The advantages of the method include:
Х use of air, that is an inexpensive agent;
Х use of the natural energy of the formation, i.e. high formation temperatures (over 60-70 o—) for the spontaneous initiation of intraformational oxidation processes and creation of an efficient displacing agent.
The rapid initiation of active intraformational oxidative processes is one of the most important consequences of the use of formation thermal energy for the implementation of air injection in the light oil fields.
The intensity of oxidation reactions grows rapidly within the temperature increase. Carbon dioxide injection. Carbon dioxide dissolves in water much better than hydrocarbon gases. The solubility of carbon dioxide in water increases with increasing of pressure and decreases with increasing of temperature.
When dissolved in water, carbon dioxide viscosity increases slightly and this increase is insignificant. With the mass content of 3-5% carbon dioxide in water its viscosity increases only by 20-30%. Formed by dissolving CO2 in water, carbonic acid N2CO3 dissolves some types of the rock cement increasing reservoir permeability. Clay water swellable also reduces because of the carbon dioxide. Carbon dioxide dissolves in oil 4-10 times better than in water, so it can pass from the aqueous solution into the oil. During the transition interfacial tension between oil and water becomes very low greatly improving the oil displacement process.

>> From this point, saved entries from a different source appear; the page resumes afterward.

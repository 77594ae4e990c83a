//! Pending units of work for one estimator run.
//!
//! Visits are kept on a LIFO stack. Pushing a cell's neighbors in reverse
//! and checking the counted flag only when a visit is popped reproduces the
//! order of a depth-first recursion over left, up, right, down. Once the
//! stack is empty the corner pass is handed out exactly once.

/// A single unit of work.
#[derive(Copy, Clone, Debug, PartialEq, Eq)]
pub(crate) enum Task {
    Visit(usize),
    Corners,
}

#[derive(Debug, Default)]
pub(crate) struct Worklist {
    stack: Vec<usize>,
    corners_pending: bool,
}

impl Worklist {
    /// Drop anything left over and schedule `first` in the order given.
    pub(crate) fn seed(&mut self, first: &[usize]) {
        self.stack.clear();
        self.push_all(first);
        self.corners_pending = true;
    }

    /// Schedule `indices` so that `indices[0]` is visited next.
    pub(crate) fn push_all(&mut self, indices: &[usize]) {
        self.stack.extend(indices.iter().rev());
    }

    pub(crate) fn pop(&mut self) -> Option<Task> {
        if let Some(i) = self.stack.pop() {
            return Some(Task::Visit(i));
        }
        if std::mem::take(&mut self.corners_pending) {
            return Some(Task::Corners);
        }
        None
    }

    pub(crate) fn clear(&mut self) {
        self.stack.clear();
        self.corners_pending = false;
    }

    /// Number of visits still queued.
    pub(crate) fn len(&self) -> usize {
        self.stack.len()
    }
}
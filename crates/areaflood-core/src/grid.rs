//! The [`Grid`] type: an N×N board of [`Cell`]s behind a shared handle.
//!
//! A `Grid` is a *handle* to shared storage. Cloning it yields another handle
//! to the **same** cells, so a painting front-end and an estimator can both
//! hold one. [`rebuild`](Grid::rebuild) through any handle replaces the
//! storage contents for every handle.
//!
//! Storage is single-threaded (`Rc<RefCell<_>>`): the painter and the
//! estimator take turns and never hold a borrow across calls.

use std::cell::RefCell;
use std::fmt;
use std::rc::Rc;

use crate::cell::{Cell, CellState};
use crate::geom::{Neighborhood, Point, von_neumann};

/// Largest accepted grid side. Bounds the traversal at `MAX_SIZE²` visits.
pub const MAX_SIZE: usize = 128;

// ---------------------------------------------------------------------------
// GridConfig
// ---------------------------------------------------------------------------

/// Construction-time checks beyond the hard [`MAX_SIZE`] bound.
///
/// When a display extent is given (e.g. a window height in pixels, or a
/// terminal height in rows), the grid is refused if each cell would end up
/// smaller than `min_cell_size` units on that display.
#[derive(Copy, Clone, Debug, PartialEq, Eq)]
#[cfg_attr(feature = "serde", derive(serde::Serialize, serde::Deserialize))]
#[cfg_attr(feature = "serde", serde(default))]
pub struct GridConfig {
    pub min_cell_size: u32,
    pub display_extent: Option<u32>,
}

impl Default for GridConfig {
    fn default() -> Self {
        Self {
            min_cell_size: 2,
            display_extent: None,
        }
    }
}
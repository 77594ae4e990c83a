//! **areaflood-core**: grid and cell types for cellular-automaton area
//! estimation.
//!
//! A shape is drawn on a square [`Grid`] by painting [`Cell`]s as boundary
//! and marking one start point inside it. The estimator crate floods the
//! grid from that start point; this crate owns the data it floods over:
//! the cell state machine, the von Neumann topology and the shared grid
//! handle.

pub mod cell;
pub mod geom;
pub mod grid;
pub mod shape;

pub use cell::{Cell, CellState};
pub use geom::{Neighborhood, Point, von_neumann};
pub use grid::{Grid, GridConfig, GridError, MAX_SIZE};
pub use shape::{Shape, ShapeError};
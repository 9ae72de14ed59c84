// Output writer
//
// Materialises rendered stubs under `<root>/orca_python/registry/`. Each file is
// staged in a temp file beside its target and renamed over it, so a reader
// sees either the previous artifact or the new one.

use std::io::Write;
use std::path::{Path, PathBuf};

use tracing::{debug, info};

use super::error::StubError;
use super::render::RenderedStubs;

/// Package directory, relative to the output root
pub const PACKAGE_PATH: [&str; 2] = ["orca_python", "registry"];

pub const INIT_FILE: &str = "__init__.pyi";
pub const METADATA_FIELDS_FILE: &str = "metadata_fields.pyi";
pub const WINDOW_TYPES_FILE: &str = "window_types.pyi";
pub const ALGORITHMS_FILE: &str = "algorithms.pyi";

#[derive(Debug, Clone)]
pub struct StubWriter {
	root: PathBuf,
}

impl StubWriter {
	pub fn new(root: impl Into<PathBuf>) -> Self {
		Self { root: root.into() }
	}

	/// Directory the artifacts land in
	pub fn package_dir(&self) -> PathBuf {
		PACKAGE_PATH.iter().fold(self.root.clone(), |dir, part| dir.join(part))
	}

	/// Write the package marker and every rendered artifact.
	///
	/// Returns the written paths in write order. Existing directories are
	/// reused and existing files are replaced.
	pub fn write(&self, stubs: &RenderedStubs) -> Result<Vec<PathBuf>, StubError> {
		let dir = self.package_dir();
		fs_err::create_dir_all(&dir).map_err(|e| StubError::fs("create directory", &dir, e))?;

		let artifacts = [
			(INIT_FILE, ""),
			(METADATA_FIELDS_FILE, stubs.metadata_fields.as_str()),
			(WINDOW_TYPES_FILE, stubs.window_types.as_str()),
			(ALGORITHMS_FILE, stubs.algorithms.as_str()),
		];

		let mut written = Vec::with_capacity(artifacts.len());
		for (file, contents) in artifacts {
			let path = dir.join(file);
			write_atomic(&dir, &path, contents)?;
			debug!(target: "stubgen", "Wrote {} ({} bytes)", path.display(), contents.len());
			written.push(path);
		}

		info!(target: "stubgen", "Wrote {} stub files to {}", written.len(), dir.display());
		Ok(written)
	}
}

fn write_atomic(dir: &Path, path: &Path, contents: &str) -> Result<(), StubError> {
	let mut builder = tempfile::Builder::new();
	builder.prefix(".stubgen-").suffix(".tmp");
	#[cfg(unix)]
	{
		use std::os::unix::fs::PermissionsExt;
		builder.permissions(std::fs::Permissions::from_mode(0o644));
	}

	let mut file = builder
		.tempfile_in(dir)
		.map_err(|e| StubError::fs("create temp file in", dir, e))?;
	file
		.write_all(contents.as_bytes())
		.map_err(|e| StubError::fs("write", file.path(), e))?;
	file
		.as_file()
		.sync_all()
		.map_err(|e| StubError::fs("sync", file.path(), e))?;
	file
		.persist(path)
		.map_err(|e| StubError::fs("replace", path, e.error))?;
	Ok(())
}
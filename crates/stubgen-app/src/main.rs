//! Orca stub generator.
//!
//! Fetches the registry from a running Orca core (or a JSON dump of it) and
//! writes Python type stubs for every registered algorithm, window type and
//! metadata field.

use std::path::PathBuf;
use std::time::Duration;

use anyhow::Context;
use clap::{Parser, Subcommand};
use orca_stubgen::config::{self, Sdk};
use orca_stubgen::{ConflictPolicy, ExposeFilter, RegistryClient};
use tracing::info;
use tracing_subscriber::EnvFilter;

#[derive(Parser, Debug)]
#[command(name = "orca-stubgen")]
#[command(about = "Generate SDK type stubs from the Orca registry")]
struct Args {
	/// Verbose logging
	#[arg(short, long, global = true)]
	verbose: bool,

	#[command(subcommand)]
	command: Command,
}

#[derive(Subcommand, Debug)]
enum Command {
	/// Sync Orca registry data to a local directory
	Sync(SyncArgs),
	/// Print the version
	Version,
}

#[derive(clap::Args, Debug)]
struct SyncArgs {
	/// Output directory for the generated stubs
	#[arg(long, env = "ORCA_STUB_OUT", value_name = "DIR", default_value = "./")]
	out: PathBuf,

	/// Orca core address (`host:port`, `http://..`) or `file://` registry dump
	#[arg(long, env = "ORCA_CONNECTION_STRING", value_name = "ADDR")]
	conn_str: Option<String>,

	/// SDK to generate stubs for; inferred from the working directory if unset
	#[arg(long, env = "ORCA_SDK", value_name = "NAME")]
	sdk: Option<String>,

	/// Path to orca.json, used to find the project name
	#[arg(long, env = "ORCA_CONFIG", value_name = "PATH")]
	config: Option<PathBuf>,

	/// Project whose algorithms are left out of the stubs
	#[arg(long, env = "ORCA_PROJECT_NAME", value_name = "NAME")]
	project_name: Option<String>,

	/// Fail when a window type or metadata field is declared twice with different contents
	#[arg(long)]
	strict_duplicates: bool,

	/// Give up on the registry fetch after this many seconds
	#[arg(long, value_name = "SECS", default_value_t = 30)]
	timeout: u64,
}

#[tokio::main]
async fn main() -> anyhow::Result<()> {
	let args = Args::parse();

	let default_level = if args.verbose { "debug" } else { "info" };
	tracing_subscriber::fmt()
		.with_env_filter(
			EnvFilter::try_from_default_env().unwrap_or_else(|_| EnvFilter::new(default_level)),
		)
		.with_target(false)
		.init();

	match args.command {
		Command::Sync(sync) => run_sync(sync).await,
		Command::Version => {
			println!("orca-stubgen {}", env!("CARGO_PKG_VERSION"));
			Ok(())
		},
	}
}

async fn run_sync(args: SyncArgs) -> anyhow::Result<()> {
	let sdk = match &args.sdk {
		Some(name) => name.parse::<Sdk>()?,
		None => Sdk::infer(&std::env::current_dir()?)?,
	};
	let sdk = sdk.ensure_supported()?;

	let config_path_is_default = args.config.is_none();
	let config_path = args
		.config
		.unwrap_or_else(|| PathBuf::from(config::DEFAULT_CONFIG_FILE));
	let exclude_project =
		config::resolve_project_name(args.project_name.as_deref(), &config_path, config_path_is_default)?;

	let conn_str = args.conn_str.as_deref().unwrap_or(config::DEFAULT_ENDPOINT);
	let client = RegistryClient::from_uri(conn_str)?;
	let filter = ExposeFilter { exclude_project };

	let registry = tokio::time::timeout(Duration::from_secs(args.timeout), client.fetch(&filter))
		.await
		.with_context(|| format!("timed out fetching registry from {conn_str}"))?
		.with_context(|| format!("failed to fetch registry from {conn_str}"))?;

	let policy = if args.strict_duplicates {
		ConflictPolicy::Reject
	} else {
		ConflictPolicy::FirstWins
	};

	info!("Generating {} stubs in {}", sdk, args.out.display());
	let written = orca_stubgen::generate_python_stubs(&registry, &args.out, policy)
		.context("failed to generate stubs")?;
	for path in &written {
		info!("  {}", path.display());
	}
	info!("Registry synced");
	Ok(())
}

Carbon dioxide in water contributes to the washing -off of the oil film which covers the primary rocks, and reduces the possibility of the water film breaking. As a result, drops of oil at a low interfacial tension roam freely in the pore channels, and the oil phase permeability increases.
When CO2 dissolves in oil viscosity of oil decreases, its density increases, while the oil volume increases significantly: the oil swells.
1,5-1,7 times increased oil volume with dissolved CO2 in it makes a particularly large contribution to oil recovery improvement in the low-viscosity oil reservoirs. In displacing high-viscosity oil the major factor that increases the rate of displacement is a decrease of oil viscosity due to dissolving CO2 in it. The larger the initial value of oil viscosity, the stronger is this decrease.
When reservoir pressure is above the pressure of full miscibility of formation oil with CO2, carbon dioxide will displace oil as an ordinary solvent. In this case three zones occur in the formation: an original formation oil, a transitional zone (from the properties of the original oil to the properties of the injected agent) and a zone of pure CO2. If CO2 is injected in the already water flooded formation, oil that displaces formation water, occur before the CO2 zone.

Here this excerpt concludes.